The deluxe edition includes five bonus tracks – four new songs and an acoustic version of "I Am" entitled "I Am (Stripped)". "Monday Morning" is a new wave track, which is accompanied on a funk guitar and handclaps. "Bobblehead" is a hip hop-inspired song that features a "clattering, chanting" beat and Aguilera rapping. It berates women who, encouraged by a sexist culture, want to be valued more for their appearance than for their intellect. "Birds of Prey" is an synthpop-influenced electro song backed by "cool" synthesizers. "Stronger Than Ever" is a "mournful" ballad. The iTunes Store deluxe edition of Bionic also includes "Little Dreamer", a mid-tempo electropop ballad, characterized by "a skittering beat filled with beeps, glitches and trills," according to the Billboard magazine. Aguilera's vocals are a farewell to her titular dreamer.

== Title and artwork ==
The album was originally titled Light & Darkness; however, in February 2010, Aguilera announced that it would be titled Bionic. Bionics cover artwork was designed by D*Face. The album's cover, which was unveiled on March 25, 2010, features half of Aguilera's face and half of a robot, with platinum curled hair locks, bright red lips, and long eyelashes. Ruth Doherty from InStyle called the cover "super-cool" and compared Aguilera's look to that of Arnold Schwarzenegger in the Terminator film series. MTV Newsroom's Kyle Anderson named it "delightfully strange" and opined that the cover artwork features references the cover artwork for Tokio Hotel's third studio album Humanoid (2009) and Madonna's music video for "Bedtime Story" (1994).
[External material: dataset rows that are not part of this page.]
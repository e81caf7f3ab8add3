//! Post-processing of calculation results
//!
//! Operations are declarative; the solver evaluates them:
//!
//! - **sums**: `Σ coefficient_i * value(alias_i)`
//! - **products**: `Π coefficient_i * value(alias_i)`
//! - **exps**: `exp(coefficient * value(alias))` with a single element

use super::error::{ModelResult, Violations};
use super::fields::{accept, checks, duplicate_aliases, Fields, Mapping, MappingBuilder};
use super::InputFile;

/// Weighted reference to a calculation or operation result
#[derive(Debug, Clone, Default, PartialEq)]
pub struct Element {
    pub alias: Option<String>,
    pub coefficient: Option<f64>,
}

impl Element {
    pub fn new(alias: &str, coefficient: f64) -> ModelResult<Self> {
        let mut element = Self::default();
        element.set_alias(alias)?;
        element.coefficient = Some(coefficient);
        Ok(element)
    }

    pub fn set_alias(&mut self, value: &str) -> ModelResult<()> {
        self.alias = Some(accept(checks::non_empty("alias", value))?);
        Ok(())
    }
}

impl InputFile for Element {
    fn from_mapping(mapping: &Mapping) -> ModelResult<Self> {
        let fields = Fields::new(mapping);
        let mut element = Self::default();
        if let Some(alias) = fields.string("alias")? {
            element.set_alias(&alias)?;
        }
        element.coefficient = fields.number("coefficient")?;
        Ok(element)
    }

    fn to_mapping(&self) -> Mapping {
        MappingBuilder::new()
            .opt("alias", self.alias.clone())
            .opt("coefficient", self.coefficient)
            .build()
    }

    fn validate(&self) -> ModelResult<()> {
        let mut violations = Violations::new();
        violations.check(self.alias.is_some(), || "Alias not set.".to_string());
        violations.check(self.coefficient.is_some(), || {
            "Coefficient not set.".to_string()
        });
        violations.finish()
    }
}

/// Named combination of elements
#[derive(Debug, Clone, Default, PartialEq)]
pub struct Operation {
    pub alias: Option<String>,
    pub elements: Vec<Element>,
}

impl Operation {
    pub fn set_alias(&mut self, value: &str) -> ModelResult<()> {
        self.alias = Some(accept(checks::non_empty("alias", value))?);
        Ok(())
    }

    pub fn alias(&self) -> Option<&str> {
        self.alias.as_deref()
    }
}

impl InputFile for Operation {
    fn from_mapping(mapping: &Mapping) -> ModelResult<Self> {
        let fields = Fields::new(mapping);
        let mut operation = Self::default();
        if let Some(alias) = fields.string("alias")? {
            operation.set_alias(&alias)?;
        }
        operation.elements = fields.records("elements", Element::from_mapping)?;
        Ok(operation)
    }

    fn to_mapping(&self) -> Mapping {
        MappingBuilder::new()
            .opt("alias", self.alias.clone())
            .records(
                "elements",
                self.elements.iter().map(|e| e.to_mapping()).collect(),
            )
            .build()
    }

    fn validate(&self) -> ModelResult<()> {
        let mut violations = Violations::new();
        violations.check(self.alias.is_some(), || {
            "Operation alias cannot be None.".to_string()
        });
        violations.check(!self.elements.is_empty(), || {
            format!("Operation {} has no elements.", self.alias().unwrap_or("<unnamed>"))
        });
        for element in &self.elements {
            violations.nested(element.validate());
        }
        violations.finish()
    }
}

#[derive(Debug, Clone, Default, PartialEq)]
pub struct Process {
    pub sums: Vec<Operation>,
    pub products: Vec<Operation>,
    pub exponentials: Vec<Operation>,
}

impl Process {
    /// Every operation in evaluation order: sums, products, exponentials
    pub fn operations(&self) -> impl Iterator<Item = &Operation> {
        self.sums
            .iter()
            .chain(&self.products)
            .chain(&self.exponentials)
    }
}

impl InputFile for Process {
    fn from_mapping(mapping: &Mapping) -> ModelResult<Self> {
        let fields = Fields::new(mapping);
        Ok(Self {
            sums: fields.list("sums", Operation::from_mapping)?,
            products: fields.list("products", Operation::from_mapping)?,
            exponentials: fields.list("exps", Operation::from_mapping)?,
        })
    }

    fn to_mapping(&self) -> Mapping {
        fn dump(operations: &[Operation]) -> Vec<Mapping> {
            operations.iter().map(|o| o.to_mapping()).collect()
        }
        MappingBuilder::new()
            .list("sums", dump(&self.sums))
            .list("products", dump(&self.products))
            .list("exps", dump(&self.exponentials))
            .build()
    }

    fn validate(&self) -> ModelResult<()> {
        let mut violations = Violations::new();
        for operation in self.operations() {
            violations.nested(operation.validate());
        }
        for operation in &self.exponentials {
            violations.check(operation.elements.len() <= 1, || {
                format!(
                    "Exponential {} must have exactly one element.",
                    operation.alias().unwrap_or("<unnamed>")
                )
            });
        }
        for alias in duplicate_aliases(self.operations().filter_map(Operation::alias)) {
            violations.push(format!("Duplicate operation alias '{}'.", alias));
        }
        violations.finish()
    }
}

#[cfg(test)]
mod tests {
    use super::*;
    use crate::model::ModelError;
    use assert_matches::assert_matches;

    const GOOD_PROCESS: &str = r#"
        [[sums]]
        alias = "my sum 1"
        elements = [
            {alias = "foo 1", coefficient = -2},
            {alias = "foo 2", coefficient = 3.14},
        ]

        [[sums]]
        alias = "my sum 2"
        elements = [
            {alias = "bar 1", coefficient = -3},
            {alias = "bar 2", coefficient = 1.12},
        ]

        [[products]]
        alias = "my product"
        elements = [
            {alias = "foo 1", coefficient = -20},
            {alias = "foo 2", coefficient = 3.14},
        ]

        [[exps]]
        alias = "my exponential"
        elements = [{alias = "foo 1", coefficient = 0.02}]
    "#;

    #[test]
    fn test_good_process() {
        let process = Process::from_toml(GOOD_PROCESS).unwrap();
        process.validate().unwrap();
        assert_eq!(process.sums.len(), 2);
        assert_eq!(process.sums[0].elements[0].coefficient, Some(-2.0));
        assert_eq!(process.operations().count(), 4);
        assert_eq!(Process::from_mapping(&process.to_mapping()).unwrap(), process);
    }

    #[test]
    fn test_unset_coefficient_and_alias() {
        let process = Process::from_json(
            r#"{
                "sums": [{"alias": "total", "elements": [
                    {"alias": "foo 1", "coefficient": null},
                    {"alias": null, "coefficient": -3}
                ]}],
                "products": [],
                "exps": []
            }"#,
        )
        .unwrap();
        assert_matches!(
            process.validate(),
            Err(ModelError::Invalid { message }) if message == "Coefficient not set. Alias not set."
        );
    }

    #[test]
    fn test_missing_keys() {
        let missing_coefficient = GOOD_PROCESS
            .replace("{alias = \"foo 1\", coefficient = -2}", "{alias = \"foo 1\"}");
        assert_matches!(
            Process::from_toml(&missing_coefficient),
            Err(ModelError::MissingKey { key }) if key == "coefficient"
        );

        let missing_alias = GOOD_PROCESS
            .replace("{alias = \"bar 1\", coefficient = -3}", "{coefficient = -3}");
        assert_matches!(
            Process::from_toml(&missing_alias),
            Err(ModelError::MissingKey { key }) if key == "alias"
        );

        assert_matches!(
            Process::from_json(r#"{"sums": [{"elements": []}], "products": [], "exps": []}"#),
            Err(ModelError::MissingKey { key }) if key == "alias"
        );

        for list in ["sums", "products", "exps"] {
            let mut mapping = Process::from_toml(GOOD_PROCESS).unwrap().to_mapping();
            mapping.remove(list);
            assert_matches!(
                Process::from_mapping(&mapping),
                Err(ModelError::MissingKey { key }) if key == list
            );
        }
    }

    #[test]
    fn test_empty_lists_are_written() {
        let mapping = Process::default().to_mapping();
        assert_eq!(
            serde_json::Value::Object(mapping.clone()),
            serde_json::json!({"sums": [], "products": [], "exps": []})
        );
        assert_eq!(Process::from_mapping(&mapping).unwrap(), Process::default());
        assert_eq!(
            Process::from_toml(&Process::default().to_toml().unwrap()).unwrap(),
            Process::default()
        );
    }

    #[test]
    fn test_operation_alias_required() {
        let mut process = Process::from_toml(GOOD_PROCESS).unwrap();
        process.products[0].alias = None;
        assert_eq!(
            process.validate().unwrap_err().to_string(),
            "Operation alias cannot be None."
        );
    }

    #[test]
    fn test_exponential_single_element() {
        let mut process = Process::from_toml(GOOD_PROCESS).unwrap();
        process.exponentials[0]
            .elements
            .push(Element::new("foo 2", 1.0).unwrap());
        assert_eq!(
            process.validate().unwrap_err().to_string(),
            "Exponential my exponential must have exactly one element."
        );
    }
}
== Release and promotion ==
Originally entitled Light & Darkness, the album was set to be released in September 2009. In an interview for the February 2010 issue of Marie Claire, Aguilera announced that the project was entitled Bionic and would be made available in March 2010. However, on March 25 of that year, Aguilera re-confirmed that the album would be released on June 8. In May of that year, the fan edition of the project was made available for pre-order via Sony Music Entertainment. The release included exclusive features, including a 12-inch × 12-inch box, a triple vinyl set, a deluxe edition CD of Bionic, and two exclusive photographs of Aguilera. On June 4, 2010, Bionic was released for CD and digital download in Australia, Germany, the Netherlands and Spain. In the United States and Canada, the album was released on June 8.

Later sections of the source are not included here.